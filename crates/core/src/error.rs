//! Error types shared across Strata crates
//!
//! We use `thiserror` for automatic `Display` and `Error` trait implementations.
//! Lock contention is never an error; see `strata_concurrency::LockError` for
//! the caller-contract taxonomy of the locking core.

use std::io;
use thiserror::Error;

/// Result type alias for Strata operations
pub type Result<T> = std::result::Result<T, Error>;

/// Error types for configuration and process-level failures
#[derive(Debug, Error)]
pub enum Error {
    /// I/O error (reading a config file, etc.)
    #[error("I/O error: {0}")]
    IoError(#[from] io::Error),

    /// Configuration could not be parsed or failed validation
    #[error("Configuration error: {0}")]
    Config(String),
}

impl Error {
    /// Build a configuration error from anything displayable
    pub fn config(msg: impl Into<String>) -> Self {
        Error::Config(msg.into())
    }
}

#[cfg(test)]
mod tests {
    use super::*;

    #[test]
    fn test_error_display_io() {
        let err = Error::IoError(io::Error::new(io::ErrorKind::NotFound, "file not found"));
        let msg = err.to_string();
        assert!(msg.contains("I/O error"));
    }

    #[test]
    fn test_error_display_config() {
        let err = Error::config("parallel must be an integer");
        let msg = err.to_string();
        assert!(msg.contains("Configuration error"));
        assert!(msg.contains("parallel must be an integer"));
    }

    #[test]
    fn test_error_from_io() {
        let io_err = io::Error::new(io::ErrorKind::PermissionDenied, "denied");
        let err: Error = io_err.into();
        assert!(matches!(err, Error::IoError(_)));
    }
}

About this exercise:
Would you please restate all of the entries exactly?

Exercise output:
filename crates/core/src/error.rs
//! Error types shared across Strata crates
//!
//! We use `thiserror` for automatic `Display` and `Error` trait implementations.
//! Lock contention is never an error; see `strata_concurrency::LockError` for
//! the caller-contract taxonomy of the locking core.

use std::io;
use thiserror::Error;

/// Result type alias for Strata operations
pub type Result<T> = std::result::Result<T, Error>;

/// Error types for configuration and process-level failures
#[derive(Debug, Error)]
pub enum Error {
    /// I/O error (reading a config file, etc.)
    #[error("I/O error: {0}")]
    IoError(#[from] io::Error),

    /// Configuration could not be parsed or failed validation
    #[error("Configuration error: {0}")]
    Config(String),
}

impl Error {
    /// Build a configuration error from anything displayable
    pub fn config(msg: impl Into<String>) -> Self {
        Error::Config(msg.into())
    }
}

#[cfg(test)]
mod tests {
    use super::*;

    #[test]
    fn test_error_display_io() {
        let err = Error::IoError(io::Error::new(io::ErrorKind::NotFound, "file not found"));
        let msg = err.to_string();
        assert!(msg.contains("I/O error"));
    }

    #[test]
    fn test_error_display_config() {
        let err = Error::config("parallel must be an integer");
        let msg = err.to_string();
        assert!(msg.contains("Configuration error"));
        assert!(msg.contains("parallel must be an integer"));
    }

    #[test]
    fn test_error_from_io() {
        let io_err = io::Error::new(io::ErrorKind::PermissionDenied, "denied");
        let err: Error = io_err.into();
        assert!(matches!(err, Error::IoError(_)));
    }
}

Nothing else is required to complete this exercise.